Wal-Mart, for example, has developed a series of smaller centers that cater to a variety of customers, oftentimes in urban environments (such as the Neighborhood Wal-Mart in East Nashville) where the massive retail store space can’t be physically accommodated.

“At the end of the day, we want to try and have the store format reflect the surrounding community,” says Steven Restivo, spokesperson for Wal-Mart. “In some cases, that means a larger, one-stop-shop store. And in others, it means a smaller format that focuses on a need or want in the community, like fresh food.”

Businesses with less buying power than Wal-Mart are facing a retail market that is finally stabilizing, which means rental rates are strengthening. The massive landlord concessions and months of free rent that were available during the Great Recession are disappearing, forcing retailers to find new ways to save money, while maintaining a positive experience for their customers.

Ben Claybaker, CEO of commercial real estate firm NAI Nashville, has seen Middle Tennessee retailers reduce expenses by both consolidating their locations and by downsizing the total square footage of each site. He says this change typically has only limited impact on the consumers.

“If you reduce the space by 10,000 square feet, it might not be that big of a deal to the customer,” Claybaker says. “But when you look at a major big-box retailer with locations throughout the country, if they reduce the square footage by 10,000 square feet across all of their locations, they are saving a good chunk of change.”

To combat the expense associated with establishing a retail presence in the first place — and to avoid the long-term leases that are typically required — small businesses are finding opportunities courtesy of new trends.

California-based Storefront developed a solution that works for both landlords and tenants: shorter-term leases in retail spaces that offer maximum flexibility.

Tristan Pollock, co-founder and chief operating officer of Storefront, says the model links businesses looking for short-term retail opportunities with landlords and brokers looking to fill vacancies on a short-term basis. The appeal is that businesses have a chance to reach a customer base in person for a shorter period of time, without the overhead of a costly lease commitment. Landlords, in turn, can generate income in an otherwise vacant space.

“With the industry changing, we found all of these pain points people were having — finding the right space, the right broker, the insurance, et cetera,” Pollock says. “We wanted to help solve that problem and make an underutilized resource a little more accessible for those who don’t want to sign a five- to 10-year lease.”

The concept is catching on in San Francisco and New York. But Pollock believes it will continue to pop up in cities around the country — and at this point, any landlord in any state can list properties through the Storefront site.

“Any space with high foot traffic that is turnkey and allows retailers to reach their target demographic, that’s what we try to get onto the site,” Pollock says.

While a physical address is important to some businesses, others are embracing a different route and they are taking their products on the road.

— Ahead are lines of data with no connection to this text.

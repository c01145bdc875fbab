//! Identifier names.
//!
//! A `Name` is a reference-counted string so that binding the same identifier
//! on every loop iteration or call only bumps a counter.

use std::borrow::Borrow;
use std::fmt;
use std::ops::Deref;
use std::sync::Arc;

/// An identifier as written in the source (possibly dot-qualified, e.g. `int.parse`).
#[derive(Clone, PartialEq, Eq, Hash, PartialOrd, Ord)]
pub struct Name(Arc<str>);

impl Name {
    pub fn new(text: &str) -> Self {
        Name(Arc::from(text))
    }

    #[inline]
    pub fn as_str(&self) -> &str {
        &self.0
    }
}

impl Deref for Name {
    type Target = str;

    #[inline]
    fn deref(&self) -> &str {
        &self.0
    }
}

impl Borrow<str> for Name {
    fn borrow(&self) -> &str {
        &self.0
    }
}

impl From<&str> for Name {
    fn from(text: &str) -> Self {
        Name::new(text)
    }
}

impl From<String> for Name {
    fn from(text: String) -> Self {
        Name(Arc::from(text))
    }
}

impl fmt::Debug for Name {
    fn fmt(&self, f: &mut fmt::Formatter<'_>) -> fmt::Result {
        write!(f, "{:?}", &*self.0)
    }
}

impl fmt::Display for Name {
    fn fmt(&self, f: &mut fmt::Formatter<'_>) -> fmt::Result {
        f.write_str(&self.0)
    }
}
//! Source of lines for `read_line`.
//!
//! Either the process's standard input or a scripted queue of lines, which
//! lets tests and embedders drive interactive programs deterministically.

use std::collections::VecDeque;
use std::io::{self, BufRead};
use std::sync::Arc;

use parking_lot::Mutex;

pub enum InputHandlerImpl {
    Stdin,
    /// Lines handed out front to back; exhausted means end of input.
    Scripted(Mutex<VecDeque<String>>),
}

impl InputHandlerImpl {
    /// Next line without its line terminator, or `None` at end of input.
    pub fn read_line(&self) -> io::Result<Option<String>> {
        match self {
            Self::Stdin => {
                let mut line = String::new();
                if io::stdin().lock().read_line(&mut line)? == 0 {
                    return Ok(None);
                }
                strip_line_ending(&mut line);
                Ok(Some(line))
            }
            Self::Scripted(lines) => Ok(lines.lock().pop_front()),
        }
    }
}

fn strip_line_ending(line: &mut String) {
    if line.ends_with('\n') {
        line.pop();
        if line.ends_with('\r') {
            line.pop();
        }
    }
}

/// Input handler shared between an interpreter and its host.
pub type SharedInputHandler = Arc<InputHandlerImpl>;

pub fn stdin_handler() -> SharedInputHandler {
    Arc::new(InputHandlerImpl::Stdin)
}

pub fn scripted_handler<I, S>(lines: I) -> SharedInputHandler
where
    I: IntoIterator<Item = S>,
    S: Into<String>,
{
    let queue = lines.into_iter().map(Into::into).collect();
    Arc::new(InputHandlerImpl::Scripted(Mutex::new(queue)))
}
//! Lexing and parsing with diagnostics collected in one list.

use lang_ir::{Program, Span};

/// A front-end error ready for rendering.
#[derive(Clone, Debug, PartialEq, Eq)]
pub(crate) struct Diagnostic {
    pub message: String,
    pub span: Span,
}

/// Lex and parse `source`. Any lexical or syntax error rejects the whole
/// input; a partially parsed program is never evaluated.
pub(crate) fn parse_source(source: &str) -> Result<Program, Vec<Diagnostic>> {
    let lexed = lang_lexer::lex(source);
    let mut diagnostics: Vec<Diagnostic> = lexed
        .errors
        .iter()
        .map(|error| Diagnostic {
            message: error.to_string(),
            span: error.span,
        })
        .collect();

    let parsed = lang_parse::parse(&lexed.tokens);
    diagnostics.extend(parsed.errors.iter().map(|error| Diagnostic {
        message: error.to_string(),
        span: error.span,
    }));

    if diagnostics.is_empty() {
        Ok(parsed.program)
    } else {
        tracing::debug!(count = diagnostics.len(), "front-end errors");
        Err(diagnostics)
    }
}
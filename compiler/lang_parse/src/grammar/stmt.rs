//! Statement parsing.

use lang_ir::{Block, LoopStmt, Stmt, StmtKind, TokenKind};

use crate::{ParseError, Parser};

impl Parser<'_> {
    /// Parse one statement. A trailing `;` is optional everywhere.
    pub(crate) fn parse_statement(&mut self) -> Result<Stmt, ParseError> {
        let start = self.current_span();
        let kind = match self.current_kind() {
            TokenKind::Var => self.parse_var()?,
            TokenKind::Return => {
                self.cursor.advance();
                StmtKind::Return(self.parse_expr()?)
            }
            TokenKind::For => StmtKind::Loop(self.parse_loop()?),
            TokenKind::Ident(_) if matches!(self.cursor.peek_kind(), TokenKind::Eq) => {
                let name = self.cursor.expect_ident()?;
                self.expect(&TokenKind::Eq)?;
                let value = self.parse_expr()?;
                StmtKind::Assign { name, value }
            }
            _ => StmtKind::Expr(self.parse_expr()?),
        };
        self.eat(&TokenKind::Semicolon);
        Ok(Stmt::new(kind, start.merge(self.previous_span())))
    }

    /// `var name = value`
    fn parse_var(&mut self) -> Result<StmtKind, ParseError> {
        self.expect(&TokenKind::Var)?;
        let name = self.cursor.expect_ident()?;
        self.expect(&TokenKind::Eq)?;
        let value = self.parse_expr()?;
        Ok(StmtKind::Var { name, value })
    }

    /// `for (element in source) { ... }` or `for (element, index in source) { ... }`
    fn parse_loop(&mut self) -> Result<LoopStmt, ParseError> {
        self.expect(&TokenKind::For)?;
        self.expect(&TokenKind::LParen)?;
        let element = self.cursor.expect_ident()?;
        let index = if self.eat(&TokenKind::Comma) {
            Some(self.cursor.expect_ident()?)
        } else {
            None
        };
        self.expect(&TokenKind::In)?;
        let source = self.cursor.expect_ident()?;
        self.expect(&TokenKind::RParen)?;
        let body = self.parse_block()?;
        Ok(LoopStmt {
            source,
            element,
            index,
            body,
        })
    }

    /// `{ statement* }`
    ///
    /// Statements that fail inside the block are recorded and skipped so the
    /// closing brace still lines up.
    pub(crate) fn parse_block(&mut self) -> Result<Block, ParseError> {
        let start = self.expect(&TokenKind::LBrace)?;
        let mut statements = Vec::new();
        while !self.check(&TokenKind::RBrace) && !self.is_at_end() {
            let position = self.cursor.position();
            match self.parse_statement() {
                Ok(stmt) => statements.push(stmt),
                Err(error) => {
                    self.errors.push(error);
                    self.recover_to_statement(position);
                }
            }
        }
        let end = self.expect(&TokenKind::RBrace)?;
        Ok(Block::new(statements, start.merge(end)))
    }
}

Krista Buckley, co-owner of Charleston, S.C.-based Wanderlust Trading, decided to do something different when it came to selling a collection of eclectic artifacts curated from her journeys around the world. She and her partner purchased a Winnebago and joined the growing wave of mobile-based boutiques. To reach their clients, they have been making their way through America, setting up shop as they go.

After being inspired by international shopping adventures in Morocco and India, Buckley wanted to create a shopping experience that went beyond bricks and mortar and the Internet.

“We wanted to have a similar interaction that was an experience that you don’t get with an online store,” says Buckley, who rolled through Nashville with the Winnebago in late July.

Across the board, no matter the size of the retailer, the customer experience remains the most important aspect of the changing face of retail culture. And that reality isn’t going to change, regardless of space considerations.